(576d) A Three-Dimensional Interfacial Spectral Boundary Element Algorithm for Capsules and Erythrocytes in Strong Flows

The study of the interfacial dynamics of artificial or physiological capsules (i.e. membrane-enclosed fluid volumes) in Stokes flow has seen an increased interest during the last few decades due to their numerous engineering and biomedical applications. In this work we restrict our interest to elastic membranes with shearing and area-dilatation resistance but negligible bending resistance. This class represents a wide range of artificial capsules as well as the human red blood cells. To solve this problem, several computational methodologies based on low-order interpolation schemes have been employed (e.g. immersed boundary and boundary integral algorithms).

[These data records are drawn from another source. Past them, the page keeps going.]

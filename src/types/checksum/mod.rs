#![forbid(unsafe_code)]

/// Incremental checksum interface.
pub trait Checksum {
    /// Clears accumulated state.
    fn reset(&mut self);
    /// Feeds bytes into the checksum.
    fn update(&mut self, bytes: &[u8]);
    /// Returns the checksum of everything fed since the last reset.
    fn finalize(&self) -> u32;
}

/// CRC32 checksum backed by `crc32fast`.
pub struct Crc32Fast {
    inner: crc32fast::Hasher,
}

impl Default for Crc32Fast {
    fn default() -> Self {
        Self {
            inner: crc32fast::Hasher::new(),
        }
    }
}

impl Checksum for Crc32Fast {
    fn reset(&mut self) {
        self.inner.reset();
    }

    fn update(&mut self, bytes: &[u8]) {
        self.inner.update(bytes);
    }

    fn finalize(&self) -> u32 {
        self.inner.clone().finalize()
    }
}

/// Length of the checksum field that opens every node and superblock.
pub const CSUM_FIELD_LEN: usize = 32;

/// Checksums a block whose first [`CSUM_FIELD_LEN`] bytes hold the checksum.
pub fn block_crc32(block: &[u8]) -> u32 {
    let mut c = Crc32Fast::default();
    c.update(&block[CSUM_FIELD_LEN..]);
    c.finalize()
}

/// Stamps the checksum of `block` into its leading checksum field.
pub fn stamp_block_crc32(block: &mut [u8]) {
    let crc = block_crc32(block);
    block[..CSUM_FIELD_LEN].fill(0);
    block[..4].copy_from_slice(&crc.to_le_bytes());
}

/// Returns true when the stored checksum matches the block contents.
pub fn verify_block_crc32(block: &[u8]) -> bool {
    if block.len() < CSUM_FIELD_LEN {
        return false;
    }
    let mut stored = [0u8; 4];
    stored.copy_from_slice(&block[..4]);
    u32::from_le_bytes(stored) == block_crc32(block)
}

/// Checksum word of one data sector.
pub fn sector_crc32(sector: &[u8]) -> u32 {
    let mut c = Crc32Fast::default();
    c.update(sector);
    c.finalize()
}

/// Hash used to key directory entries by name.
pub fn name_hash(name: &[u8]) -> u64 {
    let mut c = Crc32Fast::default();
    c.update(name);
    c.finalize() as u64
}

While these methodologies are able to study the capsule deformation at low and moderate flow rates, they are unable to determine the capsule dynamics at strong flows where the interfacial deformation is large.

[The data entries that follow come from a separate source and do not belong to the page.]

//! arborfs: the transaction-commit engine of a copy-on-write B-tree
//! filesystem.
//!
//! A mounted [`fs::Filesystem`] accumulates dirty tree nodes, extent
//! reference changes and checksum runs; [`engine::Transaction::commit`]
//! turns them into a new crash-consistent generation whose only in-place
//! write is the superblock. The [`admin`] module and the `arborfs` binary
//! format, inspect and verify image files.

#![warn(missing_docs)]

pub mod admin;
pub mod engine;
pub mod fs;
pub mod primitives;
pub mod storage;
pub mod types;

pub use fs::{Filesystem, FormatOptions, MountOptions};
pub use types::{ArborError, Result, TreeId};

To overcome this, we have developed a spectral boundary element algorithm for interfacial dynamics of three-dimensional capsules in Stokes flow. Our methodology preserves the main characteristic of the spectral methods, i.e. the exponential convergence in the interfacial accuracy as the number of spectral points increases, but without creating denser systems as spectral methods used in volume discretization do. Owing to its spectral nature, our interfacial algorithm has the significant advantage of the accurate determination of any interfacial property, including geometric derivatives and membrane tensions. We believe that this is an important issue for the correct and accurate determination of very deformed capsule shapes made from membranes obeying non-linear elastic laws such as the Skalak and neo-Hookean (or Mooney-Rivlin) laws.

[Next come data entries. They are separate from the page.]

use std::fs;
use std::path::{Path, PathBuf};
use std::time::Duration;

use serde::{Deserialize, Serialize};
use thiserror::Error;

use crate::engine::ChunkPolicy;
use crate::storage::chunk::Profile;

/// Parameters of a new filesystem.
#[derive(Clone, Debug, PartialEq, Eq, Serialize, Deserialize)]
#[serde(default)]
pub struct FormatOptions {
    /// Tree node size in bytes; a power of two between the sector size and
    /// 64 KiB.
    pub node_size: u32,
    /// Sector size in bytes.
    pub sector_size: u32,
    /// Filesystem label.
    pub label: String,
    /// Profile of metadata chunks.
    pub metadata_profile: Profile,
    /// Profile of data chunks.
    pub data_profile: Profile,
    /// Profile of system chunks.
    pub system_profile: Profile,
    /// Target size of metadata chunks.
    pub metadata_chunk_size: u64,
    /// Target size of data chunks.
    pub data_chunk_size: u64,
    /// Target size of system chunks.
    pub system_chunk_size: u64,
    /// Whether the new filesystem keeps free-space cache objects.
    pub space_cache: bool,
}

impl Default for FormatOptions {
    fn default() -> Self {
        let policy = ChunkPolicy::default();
        Self {
            node_size: 16 * 1024,
            sector_size: 4096,
            label: String::new(),
            metadata_profile: policy.metadata,
            data_profile: policy.data,
            system_profile: policy.system,
            metadata_chunk_size: policy.metadata_chunk_size,
            data_chunk_size: policy.data_chunk_size,
            system_chunk_size: policy.system_chunk_size,
            space_cache: true,
        }
    }
}

impl FormatOptions {
    /// Options suited to small scratch images: 4 KiB nodes and single-copy
    /// chunks.
    pub fn scratch() -> Self {
        Self {
            node_size: 4096,
            metadata_profile: Profile::Single,
            system_profile: Profile::Single,
            metadata_chunk_size: 8 << 20,
            data_chunk_size: 16 << 20,
            system_chunk_size: 1 << 20,
            ..Self::default()
        }
    }

    /// Chunk policy these options describe.
    pub fn policy(&self) -> ChunkPolicy {
        ChunkPolicy {
            metadata: self.metadata_profile,
            data: self.data_profile,
            system: self.system_profile,
            metadata_chunk_size: self.metadata_chunk_size,
            data_chunk_size: self.data_chunk_size,
            system_chunk_size: self.system_chunk_size,
            ..ChunkPolicy::default()
        }
    }
}

/// Behaviour of a mounted filesystem.
#[derive(Clone, Debug, PartialEq, Eq, Serialize, Deserialize)]
#[serde(default)]
pub struct MountOptions {
    /// Refuse every mutation and never commit.
    pub read_only: bool,
    /// Spawn the background flusher.
    pub background_flush: bool,
    /// Interval between background commits, in milliseconds.
    pub flush_interval_ms: u64,
    /// Load free lists from cache objects when their generation matches.
    pub trust_space_cache: bool,
    /// Maintain free-space cache objects on commit.
    pub space_cache: bool,
}

impl Default for MountOptions {
    fn default() -> Self {
        Self {
            read_only: false,
            background_flush: true,
            flush_interval_ms: 30_000,
            trust_space_cache: true,
            space_cache: true,
        }
    }
}

impl MountOptions {
    /// Options for tools that inspect an image without changing it.
    pub fn inspect() -> Self {
        Self {
            read_only: true,
            background_flush: false,
            ..Self::default()
        }
    }

    /// Interval between background commits.
    pub fn flush_interval(&self) -> Duration {
        Duration::from_millis(self.flush_interval_ms.max(1))
    }
}

/// Contents of an `arborfs` TOML configuration file.
#[derive(Clone, Debug, Default, PartialEq, Eq, Serialize, Deserialize)]
#[serde(default)]
pub struct ConfigFile {
    /// `[format]` table.
    pub format: FormatOptions,
    /// `[mount]` table.
    pub mount: MountOptions,
}

impl ConfigFile {
    /// Reads and parses the configuration at `path`.
    pub fn load(path: &Path) -> Result<Self, ConfigError> {
        let contents = fs::read_to_string(path).map_err(|source| ConfigError::Read {
            path: path.to_path_buf(),
            source,
        })?;
        toml::from_str(&contents).map_err(|source| ConfigError::Parse {
            path: path.to_path_buf(),
            source,
        })
    }

    /// Renders the configuration as TOML.
    pub fn to_toml(&self) -> Result<String, ConfigError> {
        toml::to_string_pretty(self).map_err(|source| ConfigError::Serialize { source })
    }
}

/// Failure to load a configuration file.
#[derive(Debug, Error)]
pub enum ConfigError {
    /// The file could not be read.
    #[error("failed to read config {path}: {source}")]
    Read {
        /// Config path.
        path: PathBuf,
        /// Underlying error.
        source: std::io::Error,
    },
    /// The file is not valid TOML for [`ConfigFile`].
    #[error("failed to parse config {path}: {source}")]
    Parse {
        /// Config path.
        path: PathBuf,
        /// Underlying error.
        source: toml::de::Error,
    },
    /// The configuration could not be rendered.
    #[error("failed to serialize config: {source}")]
    Serialize {
        /// Underlying error.
        source: toml::ser::Error,
    },
}

#[cfg(test)]
mod tests {
    use super::*;

    #[test]
    fn partial_toml_keeps_defaults() {
        let cfg: ConfigFile = toml::from_str(
            r#"
            [format]
            node_size = 4096
            metadata_profile = "raid1"

            [mount]
            flush_interval_ms = 500
            "#,
        )
        .unwrap();
        assert_eq!(cfg.format.node_size, 4096);
        assert_eq!(cfg.format.metadata_profile, Profile::Raid1);
        assert_eq!(cfg.format.data_profile, Profile::Single);
        assert_eq!(cfg.mount.flush_interval(), Duration::from_millis(500));
        assert!(cfg.mount.background_flush);
    }

    #[test]
    fn rendered_config_parses_back() {
        let cfg = ConfigFile {
            format: FormatOptions::scratch(),
            mount: MountOptions::inspect(),
        };
        let text = cfg.to_toml().unwrap();
        assert_eq!(toml::from_str::<ConfigFile>(&text).unwrap(), cfg);
    }

    #[test]
    fn missing_file_is_a_read_error() {
        let dir = tempfile::tempdir().unwrap();
        let err = ConfigFile::load(&dir.path().join("absent.toml")).unwrap_err();
        assert!(matches!(err, ConfigError::Read { .. }));
    }
}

In contrast to the existing low-order methodologies which are unable to study interfacial dynamics at high flow rates, our spectral algorithm predicts stable transient and steady-state capsule shapes in these flows. The pointed profiles of these shapes are in qualitative agreement with experimental findings. Our results for erythrocytes in strong shear flows are also in excellent agreement with experimental findings from ektacytometry.